In view of rapid market dynamics and fierce competition, traditional competitor pricing is reaching its limits. AI solutions, however, are made for managing complexity. In this article, we’ll investigate how you can enhance your competitor pricing with AI and outperform once superior competitors.
Introduction to competitive pricing strategies
Competitor pricing is one of the most popular ways to optimize prices. It is effective because prices are a main decision factor for consumers. 87% of customers want to make a good deal when buying, according to a Google Retail study.
However, traditional competitor pricing is done manually or rule-based, and both methods are no longer able to keep up with current technology. Let’s take a closer look.
Manual price optimization: When price optimization is done manually, retailers keep an eye on their main competitors and try to underprice important products slightly to attract new customers while still making a good margin. At least, retailers try to price identical products on par with their competitors. However, especially when selling online, it’s impossible to monitor all relevant players without technological help.
Rule-based pricing: That’s where rule-based pricing tools offered a solution: Retailers add which retailers to monitor and set fixed rules on how to react to price changes, for example: “If retailer A discounts product B, then lower our price for product B and add another 2%.”
However, these tools are slow to react to market changes, which means discounts might run for an unnecessarily long time.
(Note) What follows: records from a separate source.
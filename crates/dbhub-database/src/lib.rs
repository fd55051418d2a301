//! Metadata store connection bootstrap

pub use sea_orm;
mod connection;

pub use connection::{establish_connection, ConnectionError, DbConnection, PoolOptions};

// Exported so other crates can build a migrated metadata store in their tests
pub mod test_utils;
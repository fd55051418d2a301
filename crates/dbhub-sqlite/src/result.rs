use serde::de::{self, Deserializer};
use serde::ser::Serializer;
use serde::{Deserialize, Serialize};
use utoipa::ToSchema;

use crate::error::ReaderError;

pub const NULL_MARKER: &str = "<i>NULL</i>";
pub const BINARY_MARKER: &str = "<i>BINARY DATA</i>";

/// Storage class of one cell, decided per row. Serialized as its numeric
/// code; code 1 is unused.
#[derive(Debug, Clone, Copy, PartialEq, Eq)]
pub enum CellType {
    Binary = 0,
    Null = 2,
    Text = 3,
    Integer = 4,
    Float = 5,
}

impl CellType {
    fn from_code(code: u8) -> Option<Self> {
        match code {
            0 => Some(CellType::Binary),
            2 => Some(CellType::Null),
            3 => Some(CellType::Text),
            4 => Some(CellType::Integer),
            5 => Some(CellType::Float),
            _ => None,
        }
    }
}

impl Serialize for CellType {
    fn serialize<S: Serializer>(&self, serializer: S) -> Result<S::Ok, S::Error> {
        serializer.serialize_u8(*self as u8)
    }
}

impl<'de> Deserialize<'de> for CellType {
    fn deserialize<D: Deserializer<'de>>(deserializer: D) -> Result<Self, D::Error> {
        let code = u8::deserialize(deserializer)?;
        CellType::from_code(code)
            .ok_or_else(|| de::Error::custom(format!("unknown cell type code {}", code)))
    }
}

#[derive(Debug, Clone, PartialEq, Serialize, Deserialize, ToSchema)]
#[serde(rename_all = "PascalCase")]
pub struct Cell {
    pub name: String,
    #[serde(rename = "Type")]
    #[schema(value_type = i32)]
    pub cell_type: CellType,
    pub value: String,
}

impl Cell {
    pub fn null(name: &str) -> Self {
        Self {
            name: name.to_string(),
            cell_type: CellType::Null,
            value: NULL_MARKER.to_string(),
        }
    }

    pub fn binary(name: &str) -> Self {
        Self {
            name: name.to_string(),
            cell_type: CellType::Binary,
            value: BINARY_MARKER.to_string(),
        }
    }

    pub fn integer(name: &str, value: i64) -> Self {
        Self {
            name: name.to_string(),
            cell_type: CellType::Integer,
            value: value.to_string(),
        }
    }

    pub fn float(name: &str, value: f64) -> Self {
        Self {
            name: name.to_string(),
            cell_type: CellType::Float,
            value: format!("{:.4}", value),
        }
    }

    pub fn text(name: &str, value: String) -> Self {
        Self {
            name: name.to_string(),
            cell_type: CellType::Text,
            value,
        }
    }

    pub fn is_null(&self) -> bool {
        self.cell_type == CellType::Null
    }
}

/// A bounded page of rows read from one table
#[derive(Debug, Clone, Default, PartialEq, Serialize, Deserialize, ToSchema)]
#[serde(rename_all = "PascalCase")]
pub struct ResultSet {
    pub col_names: Vec<String>,
    pub col_count: usize,
    pub row_count: usize,
    /// Rows in the whole table, regardless of the page size
    pub total_rows: i64,
    pub tablename: String,
    pub records: Vec<Vec<Cell>>,
}

impl ResultSet {
    pub fn is_empty(&self) -> bool {
        self.row_count == 0
    }

    /// JSON body for the table view. An empty page is `[]` rather than an
    /// object with no records.
    pub fn to_json(&self) -> Result<String, serde_json::Error> {
        if self.is_empty() {
            return Ok("[]".to_string());
        }
        serde_json::to_string(self)
    }

    /// Header-less CSV with one record per row, using the decoded cell text
    pub fn to_csv(&self) -> Result<String, ReaderError> {
        let mut writer = csv::Writer::from_writer(Vec::new());
        for row in &self.records {
            writer.write_record(row.iter().map(|cell| cell.value.as_str()))?;
        }
        let bytes = writer
            .into_inner()
            .map_err(|e| ReaderError::Io(e.into_error()))?;
        String::from_utf8(bytes).map_err(|e| ReaderError::Task(e.to_string()))
    }
}
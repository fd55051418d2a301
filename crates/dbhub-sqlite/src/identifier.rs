use crate::error::ReaderError;

/// A table or column name known to exist in the open file
#[derive(Debug, Clone, PartialEq, Eq)]
pub struct Identifier(String);

impl Identifier {
    /// Accept `candidate` only if it is an exact member of `known`.
    ///
    /// This is the only constructor. Query building takes `Identifier`s, so
    /// nothing user-supplied reaches query text without passing through here.
    pub fn whitelist(candidate: &str, known: &[String]) -> Result<Self, ReaderError> {
        known
            .iter()
            .find(|name| name.as_str() == candidate)
            .map(|name| Identifier(name.clone()))
            .ok_or_else(|| ReaderError::InvalidIdentifier(candidate.to_string()))
    }

    pub fn as_str(&self) -> &str {
        &self.0
    }

    /// Double-quoted form for query text. Names are validated already; the
    /// escaping covers legitimate names that contain quotes.
    pub(crate) fn quoted(&self) -> String {
        format!("\"{}\"", self.0.replace('"', "\"\""))
    }
}

#[cfg(test)]
mod tests {
    use super::*;

    fn known() -> Vec<String> {
        vec!["t".to_string(), "odd \"name\"".to_string()]
    }

    #[test]
    fn test_exact_member_is_accepted() {
        let id = Identifier::whitelist("t", &known()).unwrap();
        assert_eq!(id.as_str(), "t");
        assert_eq!(id.quoted(), "\"t\"");
    }

    #[test]
    fn test_case_and_whitespace_variants_are_rejected() {
        for candidate in ["T", " t", "t ", ""] {
            assert!(matches!(
                Identifier::whitelist(candidate, &known()),
                Err(ReaderError::InvalidIdentifier(_))
            ));
        }
    }

    #[test]
    fn test_quotes_in_real_names_are_escaped() {
        let id = Identifier::whitelist("odd \"name\"", &known()).unwrap();
        assert_eq!(id.quoted(), "\"odd \"\"name\"\"\"");
    }
}
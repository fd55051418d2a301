use serde::{Deserialize, Serialize};

/// The identity making a request.
///
/// Passed explicitly into every pipeline invocation; nothing reads the
/// current viewer from ambient state.
#[derive(Debug, Clone, PartialEq, Eq, Hash, Serialize, Deserialize, Default)]
pub enum Viewer {
    #[default]
    Anonymous,
    User(String),
}

impl Viewer {
    pub fn user<S: Into<String>>(name: S) -> Self {
        Viewer::User(name.into())
    }

    pub fn username(&self) -> Option<&str> {
        match self {
            Viewer::Anonymous => None,
            Viewer::User(name) => Some(name),
        }
    }

    pub fn is_anonymous(&self) -> bool {
        matches!(self, Viewer::Anonymous)
    }

    /// True when this viewer owns data stored under `owner`.
    pub fn is_owner(&self, owner: &str) -> bool {
        self.username() == Some(owner)
    }
}

#[cfg(test)]
mod tests {
    use super::*;

    #[test]
    fn test_anonymous_owns_nothing() {
        assert!(!Viewer::Anonymous.is_owner(""));
        assert!(!Viewer::Anonymous.is_owner("alice"));
    }

    #[test]
    fn test_owner_match_is_exact() {
        let viewer = Viewer::user("alice");
        assert!(viewer.is_owner("alice"));
        assert!(!viewer.is_owner("Alice"));
        assert!(!viewer.is_owner("alice2"));
    }
}
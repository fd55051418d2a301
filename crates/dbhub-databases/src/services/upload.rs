use std::sync::Arc;

use bytes::Bytes;
use dbhub_core::{validate_dbname, Viewer};
use dbhub_sqlite::MaterializedFile;
use dbhub_storage::ObjectStore;
use rand::Rng;
use sha2::{Digest, Sha256};
use tracing::{error, info};

use super::metadata::{MetadataStore, NewVersion, StoredObject};
use crate::error::DatabaseError;

pub const SQLITE_CONTENT_TYPE: &str = "application/x-sqlite3";

const OBJECT_ID_CHARSET: &[u8] = b"abcdefghijklmnopqrstuvwxyz0123456789";
const OBJECT_ID_LEN: usize = 8;

#[derive(Debug, Clone)]
pub struct UploadRequest {
    pub dbname: String,
    pub public: bool,
    pub data: Bytes,
}

/// Stores a new version of a database file.
///
/// The bytes are written to the object store before the metadata rows, so
/// a recorded version always has a backing object.
pub struct UploadService {
    metadata: Arc<dyn MetadataStore>,
    store: Arc<dyn ObjectStore>,
}

impl UploadService {
    pub fn new(metadata: Arc<dyn MetadataStore>, store: Arc<dyn ObjectStore>) -> Self {
        Self { metadata, store }
    }

    pub async fn upload(
        &self,
        viewer: &Viewer,
        request: UploadRequest,
    ) -> Result<StoredObject, DatabaseError> {
        let owner = viewer.username().ok_or(DatabaseError::Unauthorized)?;
        validate_dbname(&request.dbname)?;
        if request.data.is_empty() {
            return Err(DatabaseError::BadRequest("Uploaded file is empty".to_string()));
        }

        // Must open as SQLite and hold at least one table
        let file = MaterializedFile::from_bytes(request.data.clone()).await?;
        let tables = file.read(|reader| reader.list_tables()).await?;

        let sha256 = hex::encode(Sha256::digest(&request.data));
        let bucket = self
            .metadata
            .user_bucket(owner)
            .await?
            .ok_or(DatabaseError::Unauthorized)?;

        let object_id = random_object_id();
        self.store.ensure_bucket(&bucket).await?;
        let size = self
            .store
            .put(&bucket, &object_id, request.data, SQLITE_CONTENT_TYPE)
            .await?;

        let stored = self
            .metadata
            .record_version(NewVersion {
                owner: owner.to_string(),
                dbname: request.dbname.clone(),
                bucket: bucket.clone(),
                object_id: object_id.clone(),
                size: size as i64,
                sha256,
                public: request.public,
            })
            .await
            .map_err(|e| {
                error!(
                    "Stored {}/{} but failed to record it for {}/{}: {}",
                    bucket, object_id, owner, request.dbname, e
                );
                e
            })?;

        info!(
            "{} uploaded {} version {} ({} bytes, {} tables)",
            owner,
            stored.dbname,
            stored.version,
            size,
            tables.len()
        );
        Ok(stored)
    }
}

/// Random lowercase alphanumeric id with a `.db` suffix
fn random_object_id() -> String {
    let mut rng = rand::thread_rng();
    let id: String = (0..OBJECT_ID_LEN)
        .map(|_| OBJECT_ID_CHARSET[rng.gen_range(0..OBJECT_ID_CHARSET.len())] as char)
        .collect();
    format!("{}.db", id)
}

#[cfg(test)]
mod tests {
    use super::*;
    use crate::services::metadata::SeaOrmMetadataStore;
    use crate::test_support::{seed_user, sqlite_file, three_row_db};
    use dbhub_database::test_utils::TestDatabase;
    use dbhub_storage::{read_to_end, MemoryObjectStore};

    async fn setup() -> (TestDatabase, Arc<MemoryObjectStore>, UploadService) {
        let test_db = TestDatabase::new().await.unwrap();
        seed_user(&test_db.db, "alice", 10).await;
        let store = Arc::new(MemoryObjectStore::new());
        let metadata = Arc::new(SeaOrmMetadataStore::new(test_db.connection_arc()));
        let service = UploadService::new(metadata, store.clone());
        (test_db, store, service)
    }

    fn request(data: Bytes) -> UploadRequest {
        UploadRequest {
            dbname: "test.db".into(),
            public: true,
            data,
        }
    }

    #[test]
    fn test_object_id_shape() {
        let id = random_object_id();
        assert_eq!(id.len(), OBJECT_ID_LEN + 3);
        assert!(id.ends_with(".db"));
        assert!(id[..OBJECT_ID_LEN]
            .chars()
            .all(|c| c.is_ascii_lowercase() || c.is_ascii_digit()));
    }

    #[tokio::test]
    async fn test_upload_stores_object_then_records_version() {
        let (_db, store, service) = setup().await;
        let data = three_row_db();

        let first = service
            .upload(&Viewer::user("alice"), request(data.clone()))
            .await
            .unwrap();
        assert_eq!(first.version, 1);
        assert_eq!(first.size, data.len() as i64);
        assert_eq!(first.sha256, hex::encode(Sha256::digest(&data)));

        let stored = read_to_end(store.get("alice-bucket", &first.object_id).await.unwrap())
            .await
            .unwrap();
        assert_eq!(stored, data);
        assert_eq!(
            store.content_type("alice-bucket", &first.object_id).await.as_deref(),
            Some(SQLITE_CONTENT_TYPE)
        );

        let second = service
            .upload(&Viewer::user("alice"), request(data))
            .await
            .unwrap();
        assert_eq!(second.version, 2);
        assert_ne!(second.object_id, first.object_id);
    }

    #[tokio::test]
    async fn test_anonymous_upload_is_rejected() {
        let (_db, _store, service) = setup().await;
        let result = service.upload(&Viewer::Anonymous, request(three_row_db())).await;
        assert!(matches!(result, Err(DatabaseError::Unauthorized)));
    }

    #[tokio::test]
    async fn test_invalid_files_store_nothing() {
        let (_db, store, service) = setup().await;

        let empty = service.upload(&Viewer::user("alice"), request(Bytes::new())).await;
        assert!(matches!(empty, Err(DatabaseError::BadRequest(_))));

        let junk = service
            .upload(
                &Viewer::user("alice"),
                request(Bytes::from("not a database ".repeat(100))),
            )
            .await;
        assert!(matches!(junk, Err(DatabaseError::InvalidDatabase(_))));

        let no_tables = service
            .upload(
                &Viewer::user("alice"),
                request(sqlite_file("CREATE TABLE x (a); DROP TABLE x;")),
            )
            .await;
        assert!(matches!(no_tables, Err(DatabaseError::InvalidDatabase(_))));

        assert_eq!(store.len().await, 0);
    }

    #[tokio::test]
    async fn test_bad_name_is_rejected() {
        let (_db, _store, service) = setup().await;
        let mut bad = request(three_row_db());
        bad.dbname = "../escape.db".into();
        let result = service.upload(&Viewer::user("alice"), bad).await;
        assert!(matches!(result, Err(DatabaseError::BadRequest(_))));
    }
}
//! Error types for database reads and uploads

use axum::http::StatusCode;
use dbhub_core::problemdetails::{self, Problem};
use dbhub_core::ValidationError;
use dbhub_sqlite::ReaderError;
use dbhub_storage::StorageError;
use thiserror::Error;
use tracing::error;

/// Everything a request against a stored database can fail with
#[derive(Error, Debug)]
pub enum DatabaseError {
    #[error("Bad request: {0}")]
    BadRequest(String),

    #[error("Sign in required")]
    Unauthorized,

    #[error("Access denied")]
    Forbidden,

    #[error("Not found: {0}")]
    NotFound(String),

    #[error("Conflict: {0}")]
    Conflict(String),

    #[error("Invalid database: {0}")]
    InvalidDatabase(String),

    #[error("Invalid identifier: {0}")]
    InvalidIdentifier(String),

    #[error("Query failed: {0}")]
    QueryFailed(String),

    #[error("Upstream unavailable: {0}")]
    UpstreamUnavailable(String),
}

impl From<ValidationError> for DatabaseError {
    fn from(error: ValidationError) -> Self {
        DatabaseError::BadRequest(error.to_string())
    }
}

impl From<ReaderError> for DatabaseError {
    fn from(error: ReaderError) -> Self {
        match error {
            ReaderError::InvalidDatabase(msg) => DatabaseError::InvalidDatabase(msg),
            ReaderError::NoTables => {
                DatabaseError::InvalidDatabase("database has no tables".to_string())
            }
            ReaderError::TableNotFound(table) => {
                DatabaseError::NotFound(format!("table '{}'", table))
            }
            ReaderError::InvalidIdentifier(name) => DatabaseError::InvalidIdentifier(name),
            ReaderError::Io(e) => DatabaseError::UpstreamUnavailable(e.to_string()),
            e @ (ReaderError::QueryFailed(_) | ReaderError::Csv(_) | ReaderError::Task(_)) => {
                DatabaseError::QueryFailed(e.to_string())
            }
        }
    }
}

impl From<StorageError> for DatabaseError {
    fn from(error: StorageError) -> Self {
        if let StorageError::NotFound { .. } = &error {
            error!("Metadata references a missing object: {}", error);
        }
        DatabaseError::UpstreamUnavailable(error.to_string())
    }
}

impl From<sea_orm::DbErr> for DatabaseError {
    fn from(error: sea_orm::DbErr) -> Self {
        DatabaseError::UpstreamUnavailable(format!("metadata store: {}", error))
    }
}

impl From<DatabaseError> for Problem {
    fn from(error: DatabaseError) -> Self {
        match error {
            DatabaseError::BadRequest(msg) => problemdetails::new(StatusCode::BAD_REQUEST)
                .with_title("Bad Request")
                .with_detail(msg),

            DatabaseError::Unauthorized => problemdetails::new(StatusCode::UNAUTHORIZED)
                .with_title("Authentication Required")
                .with_detail("You need to be signed in to do this"),

            DatabaseError::Forbidden => problemdetails::new(StatusCode::FORBIDDEN)
                .with_title("Access Denied")
                .with_detail("You do not have access to the requested database version"),

            DatabaseError::NotFound(what) => problemdetails::new(StatusCode::NOT_FOUND)
                .with_title("Not Found")
                .with_detail(format!("Requested {} does not exist", what)),

            DatabaseError::Conflict(msg) => problemdetails::new(StatusCode::CONFLICT)
                .with_title("Conflict")
                .with_detail(msg),

            DatabaseError::InvalidDatabase(msg) => {
                error!("Invalid database file: {}", msg);
                problemdetails::new(StatusCode::UNPROCESSABLE_ENTITY)
                    .with_title("Invalid Database")
                    .with_detail("The file is not a readable SQLite database with at least one table")
            }

            DatabaseError::InvalidIdentifier(name) => problemdetails::new(StatusCode::BAD_REQUEST)
                .with_title("Invalid Identifier")
                .with_detail(format!("'{}' is not present in the requested table", name)),

            // Backend text stays in the log
            DatabaseError::QueryFailed(msg) => {
                error!("Query failed: {}", msg);
                problemdetails::new(StatusCode::INTERNAL_SERVER_ERROR)
                    .with_title("Query Failed")
                    .with_detail("Database query failed")
            }

            DatabaseError::UpstreamUnavailable(msg) => {
                error!("Upstream unavailable: {}", msg);
                problemdetails::new(StatusCode::SERVICE_UNAVAILABLE)
                    .with_title("Service Unavailable")
                    .with_detail("A storage backend is currently unavailable")
            }
        }
    }
}

#[cfg(test)]
mod tests {
    use super::*;

    #[test]
    fn test_query_failure_detail_is_generic() {
        let problem: Problem =
            DatabaseError::QueryFailed("no such column: secret_col".to_string()).into();
        assert_eq!(problem.status_code, StatusCode::INTERNAL_SERVER_ERROR);
        assert_eq!(problem.detail(), Some("Database query failed"));
    }

    #[test]
    fn test_upstream_detail_is_generic() {
        let problem: Problem =
            DatabaseError::UpstreamUnavailable("connection refused 10.0.0.5:9000".into()).into();
        assert_eq!(problem.status_code, StatusCode::SERVICE_UNAVAILABLE);
        assert!(!problem.detail().unwrap_or_default().contains("10.0.0.5"));
    }

    #[test]
    fn test_reader_errors_map_onto_taxonomy() {
        assert!(matches!(
            DatabaseError::from(ReaderError::NoTables),
            DatabaseError::InvalidDatabase(_)
        ));
        assert!(matches!(
            DatabaseError::from(ReaderError::TableNotFound("t".into())),
            DatabaseError::NotFound(_)
        ));
        assert!(matches!(
            DatabaseError::from(ReaderError::InvalidIdentifier("c".into())),
            DatabaseError::InvalidIdentifier(_)
        ));
    }

    #[test]
    fn test_status_codes() {
        let cases = [
            (DatabaseError::BadRequest("x".into()), StatusCode::BAD_REQUEST),
            (DatabaseError::Unauthorized, StatusCode::UNAUTHORIZED),
            (DatabaseError::Forbidden, StatusCode::FORBIDDEN),
            (DatabaseError::NotFound("database".into()), StatusCode::NOT_FOUND),
            (DatabaseError::Conflict("x".into()), StatusCode::CONFLICT),
            (
                DatabaseError::InvalidDatabase("x".into()),
                StatusCode::UNPROCESSABLE_ENTITY,
            ),
            (DatabaseError::InvalidIdentifier("x".into()), StatusCode::BAD_REQUEST),
        ];
        for (error, status) in cases {
            let problem: Problem = error.into();
            assert_eq!(problem.status_code, status);
        }
    }
}
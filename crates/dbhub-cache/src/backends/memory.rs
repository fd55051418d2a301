//! In-process cache backend
//!
//! Each entry carries its own deadline. Expired entries are dropped when
//! read, and the whole map is swept every `SWEEP_EVERY` writes so entries
//! nobody reads again do not pile up.

use std::collections::HashMap;
use std::sync::atomic::{AtomicUsize, Ordering};
use std::time::Duration;

use async_trait::async_trait;
use tokio::sync::RwLock;
use tokio::time::Instant;
use tracing::debug;

use super::CacheBackend;
use crate::error::CacheError;

const SWEEP_EVERY: usize = 256;

struct Entry {
    expires_at: Instant,
    value: Vec<u8>,
}

impl Entry {
    fn is_expired(&self, now: Instant) -> bool {
        now >= self.expires_at
    }
}

#[derive(Default)]
pub struct MemoryCache {
    entries: RwLock<HashMap<String, Entry>>,
    writes: AtomicUsize,
}

impl MemoryCache {
    pub fn new() -> Self {
        Self::default()
    }

    pub async fn keys(&self) -> Vec<String> {
        let mut keys: Vec<String> = self.entries.read().await.keys().cloned().collect();
        keys.sort();
        keys
    }

    /// Entries physically held, expired or not
    pub async fn len(&self) -> usize {
        self.entries.read().await.len()
    }

    /// Drop every expired entry
    pub async fn sweep(&self) {
        let now = Instant::now();
        let mut entries = self.entries.write().await;
        let before = entries.len();
        entries.retain(|_, entry| !entry.is_expired(now));
        let dropped = before - entries.len();
        if dropped > 0 {
            debug!("Swept {} expired cache entries", dropped);
        }
    }
}

#[async_trait]
impl CacheBackend for MemoryCache {
    async fn get_raw(&self, key: &str) -> Result<Option<Vec<u8>>, CacheError> {
        let now = Instant::now();
        {
            let entries = self.entries.read().await;
            match entries.get(key) {
                None => return Ok(None),
                Some(entry) if !entry.is_expired(now) => return Ok(Some(entry.value.clone())),
                Some(_) => {}
            }
        }

        // Re-check under the write lock; a fresh value may have replaced it
        let mut entries = self.entries.write().await;
        if entries.get(key).is_some_and(|entry| entry.is_expired(now)) {
            entries.remove(key);
        }
        Ok(None)
    }

    async fn set_raw(&self, key: &str, value: Vec<u8>, ttl: Duration) -> Result<(), CacheError> {
        let entry = Entry {
            expires_at: Instant::now() + ttl,
            value,
        };
        self.entries.write().await.insert(key.to_string(), entry);

        if (self.writes.fetch_add(1, Ordering::Relaxed) + 1) % SWEEP_EVERY == 0 {
            self.sweep().await;
        }
        Ok(())
    }
}

#[cfg(test)]
mod tests {
    use super::*;

    #[tokio::test(start_paused = true)]
    async fn test_expired_entry_is_removed_on_read() {
        let cache = MemoryCache::new();
        cache
            .set_raw("k", b"v".to_vec(), Duration::from_secs(1))
            .await
            .unwrap();
        assert_eq!(cache.get_raw("k").await.unwrap(), Some(b"v".to_vec()));

        tokio::time::advance(Duration::from_millis(1100)).await;

        assert_eq!(cache.get_raw("k").await.unwrap(), None);
        assert_eq!(cache.len().await, 0);
    }

    #[tokio::test(start_paused = true)]
    async fn test_unread_entries_are_swept_by_later_writes() {
        let cache = MemoryCache::new();
        for i in 0..1000 {
            cache
                .set_raw(&format!("short-{}", i), vec![0; 16], Duration::from_secs(1))
                .await
                .unwrap();
        }

        tokio::time::advance(Duration::from_millis(2100)).await;

        for i in 0..SWEEP_EVERY {
            cache
                .set_raw(&format!("fresh-{}", i), vec![1], Duration::from_secs(60))
                .await
                .unwrap();
        }

        let keys = cache.keys().await;
        assert!(keys.iter().all(|k| k.starts_with("fresh-")), "{} stale keys left", keys.len());
        assert_eq!(keys.len(), SWEEP_EVERY);
    }

    #[tokio::test(start_paused = true)]
    async fn test_overwrite_refreshes_deadline() {
        let cache = MemoryCache::new();
        cache
            .set_raw("k", b"old".to_vec(), Duration::from_secs(1))
            .await
            .unwrap();
        tokio::time::advance(Duration::from_millis(900)).await;
        cache
            .set_raw("k", b"new".to_vec(), Duration::from_secs(10))
            .await
            .unwrap();
        tokio::time::advance(Duration::from_millis(500)).await;

        assert_eq!(cache.get_raw("k").await.unwrap(), Some(b"new".to_vec()));
    }
}
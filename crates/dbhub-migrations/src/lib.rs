//! Metadata store migrations for the DBHub server

pub use sea_orm_migration::prelude::*;

mod migration;
pub use migration::Migrator;

#[cfg(test)]
mod tests {
    use super::*;
    use sea_orm::{ConnectionTrait, Database, DatabaseBackend, Statement};

    #[tokio::test]
    async fn test_migrations_apply_and_revert_on_sqlite() -> anyhow::Result<()> {
        let db = Database::connect("sqlite::memory:").await?;

        Migrator::up(&db, None).await?;

        let row = db
            .query_one(Statement::from_string(
                DatabaseBackend::Sqlite,
                "SELECT count(*) AS n FROM sqlite_master WHERE type = 'table' \
                 AND name IN ('users', 'sessions', 'databases', 'database_versions')"
                    .to_owned(),
            ))
            .await?
            .expect("count row");
        let n: i64 = row.try_get("", "n")?;
        assert_eq!(n, 4);

        Migrator::down(&db, None).await?;
        Ok(())
    }
}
The tools were developed for an era where price adjustments were made monthly, maybe weekly, but not for our time where prices on online marketplaces like Amazon change automatically every ten minutes. Also, the rate of price increase or decrease lacks a solid data foundation, which means unnecessary profit loss. With AI reaching solid maturity levels, retailers get a better option to execute competitor pricing.
Introduction to AI in retail pricing
Let’s quickly recap what artificial intelligence, or AI, actually is. AI software works with algorithms that mimic human decision-making. They can analyze huge amounts of data in near real-time which is impossible for humans, and spot correlations that humans miss. By doing so, AI solutions are able to optimize decisions and forecast how different decisions will affect the future.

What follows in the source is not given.